Читаем Бытие и ничто: Опыт феноменологической онтологии полностью

Если истинно, что человеческая реальность, как мы пытались установить, объявляет о себе и определяется целями, которые она преследует, то становится неизбежным исследование этих целей и их классификация. В предшествующей главе мы рассматривали Для-себя только с точки зрения его свободного проекта, то есть порыва, которым оно устремляется к своей цели. Теперь нужно рассмотреть саму эту цель, ибо она составляет часть абсолютной субъективности, как ее трансцендентная и объективная граница. Именно это предчувствовала эмпирическая психология, которая допускала, что отдельный человек определяется своими желаниями. Однако мы должны здесь предостеречь себя от двух ошибок. С самого начала психолог-эмпирик, определяя человека его желаниями, остается жертвой субстанциалистской иллюзии.

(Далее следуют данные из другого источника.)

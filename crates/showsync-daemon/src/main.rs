//! Process entry point for the `ShowSync` beacon.
//!
//! The daemon wires the service together and runs it for the process
//! lifetime:
//!
//! ```text
//! config -> sync log -> AppState -> poller task
//!                                -> HTTP + WS server (blocks)
//! ```
//!
//! Startup failures -- an unreadable config file, an uncreatable log
//! directory, an unbindable listen port -- are fatal before serving.
//! Everything after that point is handled inside the components and
//! never terminates the process.

use std::path::Path;
use std::sync::Arc;

use showsync_beacon::audio::AudioResolver;
use showsync_beacon::config::BeaconConfig;
use showsync_beacon::poller::StatusPoller;
use showsync_beacon::state::AppState;
use showsync_beacon::telemetry::SyncLog;
use tracing::info;
use tracing_subscriber::EnvFilter;

/// Config file consulted when no path argument is given.
const DEFAULT_CONFIG_PATH: &str = "showsync-config.yaml";

/// Application entry point.
///
/// Initializes logging, loads configuration, creates the telemetry log,
/// spawns the status poller, and serves listeners until the process is
/// terminated.
///
/// # Errors
///
/// Returns an error when startup fails: unreadable configuration, log
/// directory creation failure, HTTP client construction failure, or an
/// unbindable listen address.
#[tokio::main]
async fn main() -> Result<(), Box<dyn std::error::Error>> {
    let config = load_config()?;

    // Initialize structured logging; RUST_LOG wins over the config level.
    tracing_subscriber::fmt()
        .with_env_filter(
            EnvFilter::try_from_default_env()
                .unwrap_or_else(|_| EnvFilter::new(config.logging.level.clone())),
        )
        .with_target(true)
        .init();

    info!("showsync-daemon starting");
    info!(
        listen = format!("{}:{}", config.listen.host, config.listen.port),
        status_url = config.poller.status_url,
        poll_interval_ms = config.poller.poll_interval_ms,
        music_dir = %config.media.music_dir.display(),
        sync_log = %config.telemetry.sync_log.display(),
        "configuration loaded"
    );

    // Log directory trouble is a startup failure; write errors after this
    // point are swallowed by the log itself.
    let sync_log = SyncLog::new(
        config.telemetry.sync_log.clone(),
        config.telemetry.max_log_bytes,
    )?;
    sync_log.log_startup();

    let state = Arc::new(AppState::new(sync_log));
    let audio = Arc::new(AudioResolver::new(
        config.media.music_dir.clone(),
        config.media.url_prefix.clone(),
    ));

    let poller = StatusPoller::new(&config.poller, Arc::clone(&state), audio)?;
    tokio::spawn(poller.run());

    showsync_beacon::start_server(&config.listen, state).await?;

    Ok(())
}

/// Read configuration from the path argument, the default file, or
/// built-in defaults when neither exists. Environment overrides apply in
/// every case.
fn load_config() -> Result<BeaconConfig, Box<dyn std::error::Error>> {
    if let Some(path) = std::env::args().nth(1) {
        return Ok(BeaconConfig::from_file(Path::new(&path))?);
    }

    let default = Path::new(DEFAULT_CONFIG_PATH);
    if default.exists() {
        return Ok(BeaconConfig::from_file(default)?);
    }

    // No file anywhere: defaults plus environment overrides.
    let mut config = BeaconConfig::default();
    config.apply_env_overrides();
    Ok(config)
}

Он рассматривает желание как находящееся в человеке в качестве «содержания» сознания и полагает, что смысл желания присущ самому желанию. Таким образом, он как будто избегает всего того, что могло бы напомнить идею трансцендентного. Но если я желаю дом, стакан воды или тело женщины, то каким образом это тело, стакан, часть собственности могли бы пребывать в моем желании и как мое желание могло бы быть другой вещью, кроме как сознанием этих объектов в качестве желаемых? Остережемся, стало быть, рассматривать эти желания в виде маленьких психических сущностей, обитающих в сознании: они суть само сознание в его первоначальной проективной и трансцендентной структуре, поскольку оно в принципе есть сознание чего-то.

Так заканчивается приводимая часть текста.